*Dataset excerpts*
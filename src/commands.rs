// The closed command vocabulary a collaborating UI can issue

use crate::editor_state::EditorState;

/// Commands dispatched against the workbench state. Every command is applied
/// by a pure reducer; see `reducers::reduce`.
#[derive(Debug, Clone, PartialEq)]
pub enum Command {
    /// Do nothing; kept as the explicit forward-compatible no-op.
    NoOp,
    /// Insert a default constant node under a fresh title and start editing it.
    AddNode,
    /// Open the edit form for an existing node.
    StartEditingNode { to_edit: String },
    /// Discard the edit form; the committed graph is untouched.
    CancelEditingNode,
    /// Validate and commit the edit form to the graph.
    FinishEditingNode,
    /// Replace the edit form state wholesale (issued on every form change).
    UpdateEditorState { new_state: EditorState },
    /// Replace a node's canvas coordinates.
    MoveNode {
        node_id: String,
        new_coords: [f64; 2],
    },
    /// Append a parent to a node's named input port.
    LinkNodes {
        /// The node at whose output the link starts.
        from_node_id: String,
        /// The node at whose input the link terminates.
        to_node_id: String,
        /// The input port at which the link terminates.
        to_input_id: String,
    },
    /// Remove a parent from a node's named input port.
    UnlinkNodes {
        from_node_id: String,
        to_node_id: String,
        to_input_id: String,
    },
    /// Remove a node and scrub every reference to it.
    DeleteNode { node_id_to_delete: String },
}
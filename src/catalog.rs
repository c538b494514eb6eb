// Property catalogs - per-kind display names and declared input ports

use crate::nodes::{
    DistributionKind, FunctionKind, NodeType, Parents, PrimitiveType, VisualizationKind,
};
use tracing::{error, warn};

/// Static description of one node kind: its display name and the input
/// ports it declares, in declaration order.
#[derive(Debug, Clone, Copy)]
pub struct TypeProperties {
    pub name: &'static str,
    pub inputs: &'static [(&'static str, PrimitiveType)],
}

pub fn distribution_props(kind: DistributionKind) -> &'static TypeProperties {
    match kind {
        DistributionKind::DiscreteUniform => &TypeProperties {
            name: "Discrete Uniform Choice",
            inputs: &[("choices", PrimitiveType::Array)],
        },
        DistributionKind::ContinuousUniform => &TypeProperties {
            name: "Continuous Uniform",
            inputs: &[("min", PrimitiveType::Double), ("max", PrimitiveType::Double)],
        },
    }
}

pub fn function_props(kind: FunctionKind) -> &'static TypeProperties {
    match kind {
        FunctionKind::Add => &TypeProperties {
            name: "Add",
            inputs: &[("toAdd", PrimitiveType::Array)],
        },
        FunctionKind::Multiply => &TypeProperties {
            name: "Multiply",
            inputs: &[("toMultiply", PrimitiveType::Array)],
        },
        FunctionKind::Divide => &TypeProperties {
            name: "Divide",
            inputs: &[
                ("numerator", PrimitiveType::Array),
                ("denominator", PrimitiveType::Double),
            ],
        },
        FunctionKind::Round => &TypeProperties {
            name: "Round",
            inputs: &[("toRound", PrimitiveType::Array)],
        },
        FunctionKind::Ceil => &TypeProperties {
            name: "Ceil",
            inputs: &[("toCeil", PrimitiveType::Array)],
        },
        FunctionKind::Floor => &TypeProperties {
            name: "Floor",
            inputs: &[("toFloor", PrimitiveType::Array)],
        },
        FunctionKind::AreEqual => &TypeProperties {
            name: "Are Equal",
            inputs: &[("toCheck", PrimitiveType::Array)],
        },
        FunctionKind::MakeArray => &TypeProperties {
            name: "Make Array",
            inputs: &[("toCombine", PrimitiveType::Array)],
        },
        FunctionKind::ConcatArrays => &TypeProperties {
            name: "Concatenate Arrays",
            inputs: &[("toConcat", PrimitiveType::Array)],
        },
        FunctionKind::ArrayElement => &TypeProperties {
            name: "Array Element",
            inputs: &[("array", PrimitiveType::Array), ("index", PrimitiveType::Int)],
        },
        FunctionKind::ArrayLength => &TypeProperties {
            name: "Array Length",
            inputs: &[("array", PrimitiveType::Array)],
        },
        FunctionKind::IntRange => &TypeProperties {
            name: "Integer Range",
            inputs: &[
                ("first", PrimitiveType::Int),
                ("size", PrimitiveType::Int),
                ("step", PrimitiveType::Int),
            ],
        },
    }
}

pub fn visualization_props(kind: VisualizationKind) -> &'static TypeProperties {
    match kind {
        VisualizationKind::Histogram1D => &TypeProperties {
            name: "1-D Histogram",
            inputs: &[("variables", PrimitiveType::Array)],
        },
        VisualizationKind::ColorForProbability2D => &TypeProperties {
            name: "2-D Color for Probability",
            inputs: &[
                ("variable1", PrimitiveType::Array),
                ("variable2", PrimitiveType::Array),
            ],
        },
    }
}

/// The single synthetic input port every constraint node exposes.
pub const CONSTRAINT_PORT: &str = "toConstrain";

fn empty_parents_from_props(props: &TypeProperties) -> Parents {
    props
        .inputs
        .iter()
        .map(|(input_name, _)| (input_name.to_string(), Vec::new()))
        .collect()
}

/// The empty parents skeleton for a node of the given type and kind: one
/// entry per declared input port, each with no parents yet.
///
/// Constant nodes have no ports; asking for them is a caller bug, reported
/// and answered with an empty map.
pub fn empty_parents(
    node_type: NodeType,
    distribution: DistributionKind,
    function: FunctionKind,
    visualization: VisualizationKind,
) -> Parents {
    match node_type {
        NodeType::Function => empty_parents_from_props(function_props(function)),
        NodeType::Constant => {
            error!("empty_parents called for a constant node (they do not have parents)");
            Parents::new()
        }
        NodeType::Constraint => Parents::from([(CONSTRAINT_PORT.to_string(), Vec::new())]),
        NodeType::Visualization => {
            empty_parents_from_props(visualization_props(visualization))
        }
        NodeType::Distribution => {
            empty_parents_from_props(distribution_props(distribution))
        }
    }
}

/// Display subtitle for a node kind, shown under the title on the canvas.
pub fn kind_subtitle(node: &crate::nodes::Node) -> String {
    use crate::nodes::Node;
    match node {
        Node::Distribution { distribution, .. } => {
            format!("Distribution: {}", distribution_props(*distribution).name)
        }
        Node::Function { function, .. } => {
            format!("Function: {}", function_props(*function).name)
        }
        Node::Constant { value, .. } => {
            format!("Constant: {}", value.to_editor_string())
        }
        Node::Constraint { value, .. } => {
            format!("Constraint: {}", value.to_editor_string())
        }
        Node::Visualization { visualization, .. } => {
            format!("Visualization: {}", visualization_props(*visualization).name)
        }
    }
}

/// Port names declared for a committed node, in catalog order.
pub fn declared_inputs(node: &crate::nodes::Node) -> Vec<String> {
    use crate::nodes::Node;
    match node {
        Node::Distribution { distribution, .. } => distribution_props(*distribution)
            .inputs
            .iter()
            .map(|(name, _)| name.to_string())
            .collect(),
        Node::Function { function, .. } => function_props(*function)
            .inputs
            .iter()
            .map(|(name, _)| name.to_string())
            .collect(),
        Node::Constant { .. } => {
            warn!("declared_inputs called for a constant node");
            Vec::new()
        }
        Node::Constraint { .. } => vec![CONSTRAINT_PORT.to_string()],
        Node::Visualization { visualization, .. } => visualization_props(*visualization)
            .inputs
            .iter()
            .map(|(name, _)| name.to_string())
            .collect(),
    }
}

*Task statement*
Set down, exactly as written, each line of the data from its opening line through the one containing "pub name: &'static". Output nothing more.

*Solution below*
filename src/commands.rs
// The closed command vocabulary a collaborating UI can issue

use crate::editor_state::EditorState;

/// Commands dispatched against the workbench state. Every command is applied
/// by a pure reducer; see `reducers::reduce`.
#[derive(Debug, Clone, PartialEq)]
pub enum Command {
    /// Do nothing; kept as the explicit forward-compatible no-op.
    NoOp,
    /// Insert a default constant node under a fresh title and start editing it.
    AddNode,
    /// Open the edit form for an existing node.
    StartEditingNode { to_edit: String },
    /// Discard the edit form; the committed graph is untouched.
    CancelEditingNode,
    /// Validate and commit the edit form to the graph.
    FinishEditingNode,
    /// Replace the edit form state wholesale (issued on every form change).
    UpdateEditorState { new_state: EditorState },
    /// Replace a node's canvas coordinates.
    MoveNode {
        node_id: String,
        new_coords: [f64; 2],
    },
    /// Append a parent to a node's named input port.
    LinkNodes {
        /// The node at whose output the link starts.
        from_node_id: String,
        /// The node at whose input the link terminates.
        to_node_id: String,
        /// The input port at which the link terminates.
        to_input_id: String,
    },
    /// Remove a parent from a node's named input port.
    UnlinkNodes {
        from_node_id: String,
        to_node_id: String,
        to_input_id: String,
    },
    /// Remove a node and scrub every reference to it.
    DeleteNode { node_id_to_delete: String },
}
filename src/catalog.rs
repository c538b494514eb6eb
// Property catalogs - per-kind display names and declared input ports

use crate::nodes::{
    DistributionKind, FunctionKind, NodeType, Parents, PrimitiveType, VisualizationKind,
};
use tracing::{error, warn};

/// Static description of one node kind: its display name and the input
/// ports it declares, in declaration order.
#[derive(Debug, Clone, Copy)]
pub struct TypeProperties {
    pub name: &'static str,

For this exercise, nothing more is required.